⟨

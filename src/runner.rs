//! Plan execution.

use std::time::Instant;

use postgres::Client;

use crate::core::{RunReport, SchemaStep, StepFailure, StepOutcome, Warning};
use crate::error::Error;
use crate::inspect::SchemaInspector;
use crate::plan::MigrationPlan;

/// Executes a [`MigrationPlan`] against a live database.
///
/// For each step the runner asks the step's predicate whether the live schema
/// already satisfies it; only unsatisfied steps have their definition applied.
/// Running the same plan twice in a row leaves the second [`RunReport`] with
/// zero applied steps. A fatal step error aborts the run; tolerated constraint
/// conflicts are recorded as warnings and execution continues.
pub struct MigrationRunner {
    plan: MigrationPlan,
    on_step_start: Option<Box<dyn Fn(&str) + Send + Sync>>,
    on_step_applied: Option<Box<dyn Fn(&str, std::time::Duration) + Send + Sync>>,
    on_step_skipped: Option<Box<dyn Fn(&str) + Send + Sync>>,
    on_step_conflict: Option<Box<dyn Fn(&str, &str) + Send + Sync>>,
    on_step_error: Option<Box<dyn Fn(&str, &Error) + Send + Sync>>,
}

// Manual Debug impl since closures don't implement Debug
impl std::fmt::Debug for MigrationRunner {
    fn fmt(&self, f: &mut std::fmt::Formatter<'_>) -> std::fmt::Result {
        f.debug_struct("MigrationRunner")
            .field("plan", &self.plan)
            .field("on_step_start", &self.on_step_start.is_some())
            .field("on_step_applied", &self.on_step_applied.is_some())
            .field("on_step_skipped", &self.on_step_skipped.is_some())
            .field("on_step_conflict", &self.on_step_conflict.is_some())
            .field("on_step_error", &self.on_step_error.is_some())
            .finish()
    }
}

impl MigrationRunner {
    pub fn new(plan: MigrationPlan) -> Self {
        Self {
            plan,
            on_step_start: None,
            on_step_applied: None,
            on_step_skipped: None,
            on_step_conflict: None,
            on_step_error: None,
        }
    }

    pub fn plan(&self) -> &MigrationPlan {
        &self.plan
    }

    /// Called with the step name before each unsatisfied step is applied.
    pub fn on_step_start<F>(mut self, callback: F) -> Self
    where
        F: Fn(&str) + Send + Sync + 'static,
    {
        self.on_step_start = Some(Box::new(callback));
        self
    }

    /// Called with the step name and elapsed time after a step applies.
    pub fn on_step_applied<F>(mut self, callback: F) -> Self
    where
        F: Fn(&str, std::time::Duration) + Send + Sync + 'static,
    {
        self.on_step_applied = Some(Box::new(callback));
        self
    }

    /// Called with the step name when a step's target already exists.
    pub fn on_step_skipped<F>(mut self, callback: F) -> Self
    where
        F: Fn(&str) + Send + Sync + 'static,
    {
        self.on_step_skipped = Some(Box::new(callback));
        self
    }

    /// Called with the step name and conflict message when a constraint is
    /// skipped over existing duplicate rows.
    pub fn on_step_conflict<F>(mut self, callback: F) -> Self
    where
        F: Fn(&str, &str) + Send + Sync + 'static,
    {
        self.on_step_conflict = Some(Box::new(callback));
        self
    }

    /// Called with the step name and error when a step fails fatally.
    pub fn on_step_error<F>(mut self, callback: F) -> Self
    where
        F: Fn(&str, &Error) + Send + Sync + 'static,
    {
        self.on_step_error = Some(Box::new(callback));
        self
    }

    /// Report which steps would apply, without changing the database. Each
    /// step's predicate runs against the live catalog; the returned steps are
    /// the unsatisfied ones in execution order.
    pub fn preview(&self, client: &mut Client) -> Result<Vec<&dyn SchemaStep>, Error> {
        let mut pending = Vec::new();
        for step in self.plan.steps() {
            if !step.is_satisfied(&mut SchemaInspector::new(client))? {
                pending.push(step.as_ref());
            }
        }
        Ok(pending)
    }

    /// Drive the plan to convergence.
    ///
    /// Returns `Ok` with a report even when a step fails; the failure is in
    /// [`RunReport::failure`] and later steps were not attempted. `Err` is
    /// reserved for the connection itself breaking down.
    pub fn run(&self, client: &mut Client) -> Result<RunReport, Error> {
        let mut report = RunReport::default();

        #[cfg(feature = "tracing")]
        tracing::debug!(steps = self.plan.len(), "Starting convergence run");

        for step in self.plan.steps() {
            let name = step.name();

            #[cfg(feature = "tracing")]
            let _span = tracing::info_span!("schema_step", step = %name).entered();

            let satisfied = match step.is_satisfied(&mut SchemaInspector::new(client)) {
                Ok(satisfied) => satisfied,
                Err(error) => {
                    #[cfg(feature = "tracing")]
                    tracing::error!(error = %error, "Existence check failed");

                    if let Some(ref callback) = self.on_step_error {
                        callback(&name, &error);
                    }
                    report.failure = Some(StepFailure {
                        step: name,
                        message: error.to_string(),
                    });
                    break;
                }
            };

            if satisfied {
                #[cfg(feature = "tracing")]
                tracing::debug!("Already present, skipping");

                if let Some(ref callback) = self.on_step_skipped {
                    callback(&name);
                }
                report.already_present.push(name);
                continue;
            }

            if let Some(ref callback) = self.on_step_start {
                callback(&name);
            }
            let step_start = Instant::now();

            match step.apply(client) {
                Ok(StepOutcome::Applied) => {
                    let duration = step_start.elapsed();

                    #[cfg(feature = "tracing")]
                    tracing::info!(duration_ms = duration.as_millis(), "Step applied");

                    if let Some(ref callback) = self.on_step_applied {
                        callback(&name, duration);
                    }
                    report.applied.push(name);
                }
                Ok(StepOutcome::AlreadyPresent) => {
                    if let Some(ref callback) = self.on_step_skipped {
                        callback(&name);
                    }
                    report.already_present.push(name);
                }
                Ok(StepOutcome::ToleratedConflict { message }) => {
                    #[cfg(feature = "tracing")]
                    tracing::warn!(message = %message, "Constraint skipped over existing rows");

                    if let Some(ref callback) = self.on_step_conflict {
                        callback(&name, &message);
                    }
                    report.warnings.push(Warning {
                        step: name,
                        message,
                    });
                }
                Err(error) => {
                    #[cfg(feature = "tracing")]
                    tracing::error!(error = %error, "Step failed");

                    if let Some(ref callback) = self.on_step_error {
                        callback(&name, &error);
                    }
                    report.failure = Some(StepFailure {
                        step: name,
                        message: error.to_string(),
                    });
                    break;
                }
            }
        }

        #[cfg(feature = "tracing")]
        tracing::info!(
            applied = report.applied_count(),
            already_present = report.already_present_count(),
            warnings = report.warning_count(),
            status = %report.status(),
            "Convergence run finished"
        );

        Ok(report)
    }
}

⟩

Tell how many lines above hold "MigrationPlan", nothing more.

5